The Clerk’s Tale constitutes one contribution within an in-text conversation, started by the Wife of Bath, focused on exegesis—and how these interpretative authorities define, delineate, and direct womanhood. If the Petrarchan model upholds tyranny, and its metaphorical appropriation of and control over the wife, then its Biblical reference reflects similar hierarchical frameworks between God and man, husband and wife: the former is the active power, the latter passive. However, both the Clerk’s rejection of Petrarchan politics and Griselda as a political agent against absolutism inform his own Biblical interpretation. The differing exegeses of St. Paul’s First Epistle to the Corinthians, whose matrimonial schema places both wife and husband in deferential positions, demonstrates this divergence: “The wife hath not power of her own body: but the husband. And in like manner the husband also hath not power of his own body: but the wife” (“Douay-Rheims” 1 Corinthians 7). Whereas the Wife of Bath, in opposition to St. Jerome’s exegesis, avows the mastery of woman in marriage—and, the Clerk appeases her in his Envoy, encouraging “noble wives” to “take on you the governaile” (Chaucer 1183; 1192)—the Clerk considers the verse in its totality.

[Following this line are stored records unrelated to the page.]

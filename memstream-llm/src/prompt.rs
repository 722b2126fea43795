//! Prompt templates for the memory collaborator calls.
//!
//! Every prompt is a versioned, testable artifact. The built-in templates
//! below are compiled in; a directory of TOML files can override any of
//! them (see [`PromptEngine::from_directory`]).

use std::collections::HashMap;
use std::fmt;
use std::path::Path;
use std::str::FromStr;

use serde::Deserialize;
use tracing::debug;

use crate::error::LlmError;
use crate::types::LlmTier;

/// Shared system preamble: the persona and the JSON-only rule.
pub const PERSONA_SYSTEM: &str = r"You are the inner voice of {persona_name}.
About {persona_name}: {persona_summary}

RULES:
- Answer from {persona_name}'s point of view.
- Your response must be valid JSON and nothing else.";

/// Poignancy of an observed event (fast).
pub const EVENT_POIGNANCY_USER: &str = r#"On a scale of 1 to 10, where 1 is purely mundane (e.g., brushing teeth, making bed) and 10 is extremely poignant (e.g., a break up, college acceptance), rate the likely poignancy of the following event for {persona_name}.

Event: {text}

Return JSON:
{{"poignancy": <integer 1-10>}}"#;

/// Poignancy of a conversation (fast).
pub const CHAT_POIGNANCY_USER: &str = r#"On a scale of 1 to 10, where 1 is purely mundane (e.g., routine morning greetings) and 10 is extremely poignant (e.g., a conversation about breaking up, a fight), rate the likely poignancy of the following conversation for {persona_name}.

Conversation: {text}

Return JSON:
{{"poignancy": <integer 1-10>}}"#;

/// Salient questions raised by recent memories (deep).
pub const FOCAL_POINTS_USER: &str = r#"{statements}

Given only the information above, what are the {count} most salient high-level questions we can answer about the subjects in the statements?

Return JSON:
{{"questions": ["question 1", ...]}}"#;

/// Insights with cited statement numbers (deep).
pub const INSIGHT_AND_EVIDENCE_USER: &str = r#"Input:
{statements}

What {count} high-level insights can you infer from the above statements? Cite the numbers of the statements each insight rests on.

Return JSON:
{{"insights": [{{"insight": "...", "because_of": [<statement number>, ...]}}]}}"#;

/// Subject-predicate-object extraction (fast).
pub const EVENT_TRIPLE_USER: &str = r#"Convert the sentence into a (subject, predicate, object) triple. The subject is usually {persona_name}.

Sentence: {text}

Return JSON:
{{"subject": "...", "predicate": "...", "object": "..."}}"#;

/// What to remember for planning after a conversation (deep).
pub const PLANNING_ON_CONVO_USER: &str = r#"[Conversation]
{transcript}

Write down if there is anything from the conversation that {persona_name} needs to remember for their planning, from {persona_name}'s perspective, in a full sentence.

Return JSON:
{{"thought": "..."}}"#;

/// What was interesting about a conversation (deep).
pub const MEMO_ON_CONVO_USER: &str = r#"[Conversation]
{transcript}

If you had to make a short memo about what {persona_name} found interesting in this conversation, what would it be? Write it from {persona_name}'s perspective, in a full sentence.

Return JSON:
{{"thought": "..."}}"#;

/// Simple template interpolation for prompts.
///
/// Replaces `{key}` with the corresponding value; `{{` and `}}` become
/// literal braces once every variable is substituted.
#[must_use]
pub fn render_template(template: &str, vars: &[(&str, &str)]) -> String {
    let mut result = template.to_string();
    for (key, value) in vars {
        result = result.replace(&format!("{{{key}}}"), value);
    }
    result.replace("{{", "{").replace("}}", "}")
}

/// Numbered statement list: `0. first\n1. second\n`.
#[must_use]
pub fn numbered(statements: &[String]) -> String {
    statements
        .iter()
        .enumerate()
        .map(|(i, s)| format!("{i}. {s}\n"))
        .collect()
}

// ---------------------------------------------------------------------------
// PromptEngine: versioned TOML template loader
// ---------------------------------------------------------------------------

/// Identifies a prompt template by purpose.
#[derive(Debug, Clone, Copy, PartialEq, Eq, Hash)]
pub enum PromptId {
    /// Poignancy of an event or thought.
    EventPoignancy,
    /// Poignancy of a conversation.
    ChatPoignancy,
    /// Focal-point questions for reflection.
    FocalPoints,
    /// Insights with evidence numbers.
    InsightAndEvidence,
    /// Triple extraction for a synthesized thought.
    EventTriple,
    /// Planning note after a conversation.
    PlanningOnConvo,
    /// Memo after a conversation.
    MemoOnConvo,
}

impl PromptId {
    /// Returns the TOML filename (without path) for this prompt.
    #[must_use]
    pub fn filename(self) -> &'static str {
        match self {
            Self::EventPoignancy => "event_poignancy.toml",
            Self::ChatPoignancy => "chat_poignancy.toml",
            Self::FocalPoints => "focal_points.toml",
            Self::InsightAndEvidence => "insight_and_evidence.toml",
            Self::EventTriple => "event_triple.toml",
            Self::PlanningOnConvo => "planning_on_convo.toml",
            Self::MemoOnConvo => "memo_on_convo.toml",
        }
    }

    /// All prompt IDs.
    #[must_use]
    pub fn all() -> &'static [PromptId] {
        &[
            Self::EventPoignancy,
            Self::ChatPoignancy,
            Self::FocalPoints,
            Self::InsightAndEvidence,
            Self::EventTriple,
            Self::PlanningOnConvo,
            Self::MemoOnConvo,
        ]
    }

    fn name(self) -> &'static str {
        self.filename().trim_end_matches(".toml")
    }
}

impl fmt::Display for PromptId {
    fn fmt(&self, f: &mut fmt::Formatter<'_>) -> fmt::Result {
        f.write_str(self.name())
    }
}

impl FromStr for PromptId {
    type Err = LlmError;

    fn from_str(s: &str) -> Result<Self, Self::Err> {
        Self::all()
            .iter()
            .copied()
            .find(|id| id.name() == s)
            .ok_or_else(|| LlmError::ConfigError(format!("unknown prompt id: '{s}'")))
    }
}

/// Metadata and templates parsed from a TOML prompt file.
#[derive(Debug, Clone, Deserialize)]
struct TomlPromptFile {
    prompt: TomlPromptData,
}

/// Inner `[prompt]` section of a TOML file.
#[derive(Debug, Clone, Deserialize)]
struct TomlPromptData {
    version: String,
    tier: u8,
    max_tokens: u32,
    temperature: f32,
    #[serde(default)]
    system: Option<String>,
    user: String,
}

/// A loaded, ready-to-render prompt template.
#[derive(Debug, Clone)]
pub struct PromptTemplate {
    /// Prompt version string (e.g., "1.0").
    pub version: String,
    /// Model tier.
    pub tier: LlmTier,
    /// Maximum output tokens.
    pub max_tokens: u32,
    /// Sampling temperature.
    pub temperature: f32,
    /// System prompt template (contains `{key}` placeholders).
    pub system: String,
    /// User prompt template (contains `{key}` placeholders).
    pub user: String,
}

impl PromptTemplate {
    fn builtin(tier: LlmTier, max_tokens: u32, temperature: f32, user: &str) -> Self {
        Self {
            version: "builtin".into(),
            tier,
            max_tokens,
            temperature,
            system: PERSONA_SYSTEM.into(),
            user: user.into(),
        }
    }
}

/// Engine that holds versioned prompt templates and renders them.
#[derive(Debug, Clone)]
pub struct PromptEngine {
    templates: HashMap<PromptId, PromptTemplate>,
}

impl Default for PromptEngine {
    fn default() -> Self {
        Self::builtin()
    }
}

impl PromptEngine {
    /// A `PromptEngine` pre-loaded with the compiled-in templates.
    #[must_use]
    pub fn builtin() -> Self {
        use LlmTier::{Deep, Fast};

        let templates = HashMap::from([
            (
                PromptId::EventPoignancy,
                PromptTemplate::builtin(Fast, 15, 0.0, EVENT_POIGNANCY_USER),
            ),
            (PromptId::ChatPoignancy, PromptTemplate::builtin(Fast, 15, 0.0, CHAT_POIGNANCY_USER)),
            (PromptId::FocalPoints, PromptTemplate::builtin(Deep, 200, 0.5, FOCAL_POINTS_USER)),
            (
                PromptId::InsightAndEvidence,
                PromptTemplate::builtin(Deep, 400, 0.5, INSIGHT_AND_EVIDENCE_USER),
            ),
            (PromptId::EventTriple, PromptTemplate::builtin(Fast, 60, 0.0, EVENT_TRIPLE_USER)),
            (
                PromptId::PlanningOnConvo,
                PromptTemplate::builtin(Deep, 120, 0.3, PLANNING_ON_CONVO_USER),
            ),
            (PromptId::MemoOnConvo, PromptTemplate::builtin(Deep, 120, 0.3, MEMO_ON_CONVO_USER)),
        ]);
        Self { templates }
    }

    /// Built-in templates overridden by whatever TOML files exist in `dir`.
    ///
    /// Missing files keep the built-in version.
    ///
    /// # Errors
    ///
    /// Returns `ConfigError` if `dir` is not a directory or a present file
    /// fails to read or parse.
    pub fn from_directory(dir: impl AsRef<Path>) -> Result<Self, LlmError> {
        let dir = dir.as_ref();
        if !dir.is_dir() {
            return Err(LlmError::ConfigError(format!(
                "prompt directory does not exist: {}",
                dir.display()
            )));
        }

        let mut engine = Self::builtin();
        for id in PromptId::all() {
            let path = dir.join(id.filename());
            if !path.exists() {
                continue;
            }
            let content = std::fs::read_to_string(&path).map_err(|e| {
                LlmError::ConfigError(format!("failed to read {}: {e}", path.display()))
            })?;
            let parsed: TomlPromptFile = toml::from_str(&content).map_err(|e| {
                LlmError::ConfigError(format!("failed to parse {}: {e}", path.display()))
            })?;
            let d = parsed.prompt;
            debug!(prompt = %id, version = %d.version, "loaded prompt override");
            engine.templates.insert(*id, PromptTemplate {
                version: d.version,
                tier: LlmTier::from_level(d.tier),
                max_tokens: d.max_tokens,
                temperature: d.temperature,
                system: d.system.unwrap_or_else(|| PERSONA_SYSTEM.into()),
                user: d.user,
            });
        }
        Ok(engine)
    }

    /// Get a loaded prompt template by ID.
    #[must_use]
    pub fn get(&self, id: PromptId) -> Option<&PromptTemplate> {
        self.templates.get(&id)
    }

    /// Render both system and user prompts for a given ID.
    ///
    /// # Errors
    ///
    /// Returns `ConfigError` if the prompt ID is not loaded.
    pub fn render(
        &self,
        id: PromptId,
        vars: &[(&str, &str)],
    ) -> Result<(String, String), LlmError> {
        let tpl = self
            .get(id)
            .ok_or_else(|| LlmError::ConfigError(format!("prompt template '{id}' not loaded")))?;
        Ok((render_template(&tpl.system, vars), render_template(&tpl.user, vars)))
    }

    /// Number of loaded templates.
    #[must_use]
    pub fn len(&self) -> usize {
        self.templates.len()
    }

    /// Whether no templates are loaded.
    #[must_use]
    pub fn is_empty(&self) -> bool {
        self.templates.is_empty()
    }
}

#[cfg(test)]
mod tests {
    use super::*;

    #[test]
    fn template_rendering_works() {
        let rendered = render_template(
            "Hello {name}, you are a {role}.",
            &[("name", "Klaus"), ("role", "student")],
        );
        assert_eq!(rendered, "Hello Klaus, you are a student.");
    }

    #[test]
    fn template_handles_missing_vars() {
        let rendered = render_template("Hello {name}, {unknown}.", &[("name", "Klaus")]);
        assert_eq!(rendered, "Hello Klaus, {unknown}.");
    }

    #[test]
    fn escaped_braces_become_literal() {
        let rendered = render_template(r#"{{"poignancy": {n}}}"#, &[("n", "3")]);
        assert_eq!(rendered, r#"{"poignancy": 3}"#);
    }

    #[test]
    fn numbered_statements_start_at_zero() {
        let s = numbered(&["a".to_string(), "b".to_string()]);
        assert_eq!(s, "0. a\n1. b\n");
    }

    #[test]
    fn prompt_id_from_str_round_trip() {
        for id in PromptId::all() {
            let parsed: PromptId = id.to_string().parse().expect("should parse");
            assert_eq!(*id, parsed);
        }
        assert!("nonexistent".parse::<PromptId>().is_err());
    }

    #[test]
    fn builtin_engine_has_every_template() {
        let engine = PromptEngine::builtin();
        assert_eq!(engine.len(), PromptId::all().len());
        assert_eq!(
            engine.get(PromptId::InsightAndEvidence).expect("insights").tier,
            LlmTier::Deep
        );
        assert_eq!(engine.get(PromptId::EventPoignancy).expect("poignancy").tier, LlmTier::Fast);
    }

    #[test]
    fn directory_overrides_one_template() {
        let dir = tempfile::tempdir().expect("tempdir");
        std::fs::write(
            dir.path().join("focal_points.toml"),
            r#"
[prompt]
version = "2.1"
tier = 1
max_tokens = 80
temperature = 0.2
user = "List {count} questions about: {statements}"
"#,
        )
        .expect("write");

        let engine = PromptEngine::from_directory(dir.path()).expect("load");
        let tpl = engine.get(PromptId::FocalPoints).expect("focal");
        assert_eq!(tpl.version, "2.1");
        assert_eq!(tpl.tier, LlmTier::Fast);
        assert_eq!(tpl.system, PERSONA_SYSTEM);
        assert_eq!(engine.get(PromptId::MemoOnConvo).expect("memo").version, "builtin");
    }

    #[test]
    fn bad_directory_is_config_error() {
        let err = PromptEngine::from_directory("/definitely/not/here").expect_err("missing");
        assert!(matches!(err, LlmError::ConfigError(_)));

        let dir = tempfile::tempdir().expect("tempdir");
        std::fs::write(dir.path().join("event_triple.toml"), "not = [valid").expect("write");
        assert!(PromptEngine::from_directory(dir.path()).is_err());
    }
}
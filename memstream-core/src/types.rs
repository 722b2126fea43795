//! Core type definitions for the memstream memory system.
//!
//! All types are serializable. Node ids and timestamps serialize in the
//! string forms used by the persisted node table.

use chrono::NaiveDateTime;
use ordered_float::OrderedFloat;
use serde::{Deserialize, Deserializer, Serialize, Serializer};
use std::fmt;
use std::str::FromStr;

use crate::error::MemstreamError;

// ---------------------------------------------------------------------------
// Identity Types
// ---------------------------------------------------------------------------

/// Identifier of a memory node. Rendered as `node_<n>`, 1-based.
#[derive(Debug, Clone, Copy, PartialEq, Eq, PartialOrd, Ord, Hash)]
pub struct NodeId(pub u64);

impl NodeId {
    /// Prefix used in the string form.
    pub const PREFIX: &'static str = "node_";

    /// The numeric part of the id.
    #[must_use]
    pub fn get(self) -> u64 {
        self.0
    }
}

impl fmt::Display for NodeId {
    fn fmt(&self, f: &mut fmt::Formatter<'_>) -> fmt::Result {
        write!(f, "{}{}", Self::PREFIX, self.0)
    }
}

impl FromStr for NodeId {
    type Err = MemstreamError;

    fn from_str(s: &str) -> Result<Self, Self::Err> {
        s.strip_prefix(Self::PREFIX)
            .and_then(|n| n.parse::<u64>().ok())
            .filter(|n| *n > 0)
            .map(NodeId)
            .ok_or_else(|| MemstreamError::Serialization(format!("invalid node id '{s}'")))
    }
}

impl Serialize for NodeId {
    fn serialize<S: Serializer>(&self, serializer: S) -> Result<S::Ok, S::Error> {
        serializer.collect_str(self)
    }
}

impl<'de> Deserialize<'de> for NodeId {
    fn deserialize<D: Deserializer<'de>>(deserializer: D) -> Result<Self, D::Error> {
        let raw = String::deserialize(deserializer)?;
        raw.parse().map_err(serde::de::Error::custom)
    }
}

/// The three kinds of memory node.
#[derive(Debug, Clone, Copy, PartialEq, Eq, Hash, Serialize, Deserialize)]
#[serde(rename_all = "lowercase")]
pub enum NodeKind {
    /// Something the agent observed.
    Event,
    /// Something the agent concluded by reflection.
    Thought,
    /// A conversation the agent took part in.
    Chat,
}

impl NodeKind {
    /// All kinds, in persisted-table order.
    pub const ALL: [Self; 3] = [Self::Event, Self::Thought, Self::Chat];

    /// Lowercase name (`event`, `thought`, `chat`).
    #[must_use]
    pub fn as_str(self) -> &'static str {
        match self {
            Self::Event => "event",
            Self::Thought => "thought",
            Self::Chat => "chat",
        }
    }
}

impl fmt::Display for NodeKind {
    fn fmt(&self, f: &mut fmt::Formatter<'_>) -> fmt::Result {
        f.write_str(self.as_str())
    }
}

impl FromStr for NodeKind {
    type Err = MemstreamError;

    fn from_str(s: &str) -> Result<Self, Self::Err> {
        match s {
            "event" => Ok(Self::Event),
            "thought" => Ok(Self::Thought),
            "chat" => Ok(Self::Chat),
            other => Err(MemstreamError::Serialization(format!(
                "unknown node kind '{other}'"
            ))),
        }
    }
}

// ---------------------------------------------------------------------------
// Triples
// ---------------------------------------------------------------------------

/// Marker that flags "nothing is happening" observations.
pub const IDLE_MARKER: &str = "idle";

/// Subject-predicate-object description of a node.
#[derive(Debug, Clone, PartialEq, Eq, Hash, PartialOrd, Ord, Serialize, Deserialize)]
pub struct Triple {
    /// Who or what.
    pub subject: String,
    /// Relation.
    pub predicate: String,
    /// Target.
    pub object: String,
}

impl Triple {
    /// Build a triple from anything string-like.
    #[must_use]
    pub fn new(
        subject: impl Into<String>,
        predicate: impl Into<String>,
        object: impl Into<String>,
    ) -> Self {
        Self {
            subject: subject.into(),
            predicate: predicate.into(),
            object: object.into(),
        }
    }

    /// `true` if predicate + object read as "is idle".
    #[must_use]
    pub fn is_idle(&self) -> bool {
        self.predicate == "is" && self.object == IDLE_MARKER
    }
}

impl fmt::Display for Triple {
    fn fmt(&self, f: &mut fmt::Formatter<'_>) -> fmt::Result {
        write!(f, "({}, {}, {})", self.subject, self.predicate, self.object)
    }
}

// ---------------------------------------------------------------------------
// Time
// ---------------------------------------------------------------------------

/// Simulation wall-clock time. Second resolution when persisted.
pub type Timestamp = NaiveDateTime;

/// Persisted timestamp pattern.
pub const TIMESTAMP_FORMAT: &str = "%Y-%m-%d %H:%M:%S";

/// Parse a persisted timestamp.
///
/// # Errors
///
/// Returns [`MemstreamError::InvalidTimestamp`] if `value` does not match
/// [`TIMESTAMP_FORMAT`].
pub fn parse_timestamp(value: &str) -> crate::Result<Timestamp> {
    NaiveDateTime::parse_from_str(value, TIMESTAMP_FORMAT).map_err(|e| {
        MemstreamError::InvalidTimestamp {
            value: value.to_string(),
            reason: e.to_string(),
        }
    })
}

/// Render a timestamp in the persisted pattern.
#[must_use]
pub fn format_timestamp(ts: &Timestamp) -> String {
    ts.format(TIMESTAMP_FORMAT).to_string()
}

/// Serde adapter for [`Timestamp`] fields in the persisted pattern.
pub mod timestamp_format {
    use super::{Timestamp, format_timestamp, parse_timestamp};
    use serde::{Deserialize, Deserializer, Serializer};

    /// Serialize as `YYYY-MM-DD HH:MM:SS`.
    ///
    /// # Errors
    ///
    /// Propagates serializer errors.
    pub fn serialize<S: Serializer>(ts: &Timestamp, serializer: S) -> Result<S::Ok, S::Error> {
        serializer.serialize_str(&format_timestamp(ts))
    }

    /// Deserialize from `YYYY-MM-DD HH:MM:SS`.
    ///
    /// # Errors
    ///
    /// Fails on any other pattern.
    pub fn deserialize<'de, D: Deserializer<'de>>(deserializer: D) -> Result<Timestamp, D::Error> {
        let raw = String::deserialize(deserializer)?;
        parse_timestamp(&raw).map_err(serde::de::Error::custom)
    }
}

/// Serde adapter for optional timestamps (`null` allowed).
pub mod option_timestamp_format {
    use super::{Timestamp, format_timestamp, parse_timestamp};
    use serde::{Deserialize, Deserializer, Serializer};

    /// Serialize as `YYYY-MM-DD HH:MM:SS` or `null`.
    ///
    /// # Errors
    ///
    /// Propagates serializer errors.
    pub fn serialize<S: Serializer>(
        ts: &Option<Timestamp>,
        serializer: S,
    ) -> Result<S::Ok, S::Error> {
        match ts {
            Some(ts) => serializer.serialize_some(&format_timestamp(ts)),
            None => serializer.serialize_none(),
        }
    }

    /// Deserialize from `YYYY-MM-DD HH:MM:SS` or `null`.
    ///
    /// # Errors
    ///
    /// Fails on a non-null string in any other pattern.
    pub fn deserialize<'de, D: Deserializer<'de>>(
        deserializer: D,
    ) -> Result<Option<Timestamp>, D::Error> {
        let raw = Option::<String>::deserialize(deserializer)?;
        raw.map(|s| parse_timestamp(&s).map_err(serde::de::Error::custom))
            .transpose()
    }
}

// ---------------------------------------------------------------------------
// Memory Embedding Vector
// ---------------------------------------------------------------------------

/// A dense vector embedding for semantic similarity search.
#[derive(Debug, Clone, Default, PartialEq, Serialize, Deserialize)]
#[serde(transparent)]
pub struct Embedding(pub Vec<f32>);

impl Embedding {
    /// Dimensionality of the embedding.
    #[must_use]
    pub fn dimensions(&self) -> usize {
        self.0.len()
    }
}

// ---------------------------------------------------------------------------
// Retrieval Score
// ---------------------------------------------------------------------------

/// Fused score used to rank memories during retrieval.
#[derive(Debug, Clone, Copy, PartialEq, Eq, PartialOrd, Ord, Serialize, Deserialize)]
pub struct RetrievalScore(pub OrderedFloat<f64>);

impl RetrievalScore {
    /// Create a retrieval score from a raw f64.
    #[must_use]
    pub fn new(score: f64) -> Self {
        Self(OrderedFloat(score))
    }

    /// Get the raw score value.
    #[must_use]
    pub fn value(self) -> f64 {
        self.0.into_inner()
    }
}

He closes his renunciation of the Petrarchan reading with a universal call for patience: “Lat us thanne live in vertuous suffraunce” (1162). If disorder stems from dominance and egotism, then order emerges from mutual deference. It rests on each participant—the wife and husband, the ruler and ruled—to submit, inaugurating an interdependent system that uses responsibility to the other to circumscribe the self.

 

In sum, when Walter prioritizes his own pleasures, he disregards the needs of the people,

a dismissal metaphorically exacted on Griselda. With each perversion and mistreatment, Walter loses sight of his political obligation as monarch. Through Griselda’s passivity—her image as both apolitical victim and unwavering devotee—does Walter’s malfeasance transform from abstract transgression to condemnable immorality. She provides the social impotence and body to violate, and then textually render. Thus, by politicizing Griselda, the Clerk criticizes the absolutist state and champions mutual deference, infusing the passive with moral and political power.

Works Cited

 

Chaucer, Geoffrey. “The Clerk’s Tale.” The Norton Chaucer, edited by David Lawton, W. W. Norton & Co, 2019, pp. 77-96.

 

“The Bible, Douay-Rheims, Complete.” Project Gutenberg eBook of The Bible, Douay-Rheims, Complete, Project Gutenberg, 1 Dec. 1998, www.gutenberg.org/cache/epub/1581/pg1581-images.html.

 

Wallace, David. “‘Whan She Translated Was’: Humanism, Tyranny, and the Petrarchan Academy.” Chaucerian Polity: Absolutist Lineages and Associational Forms in England and Italy, Stanford University Press, Stanford, CA, 1999, pp. 261–298.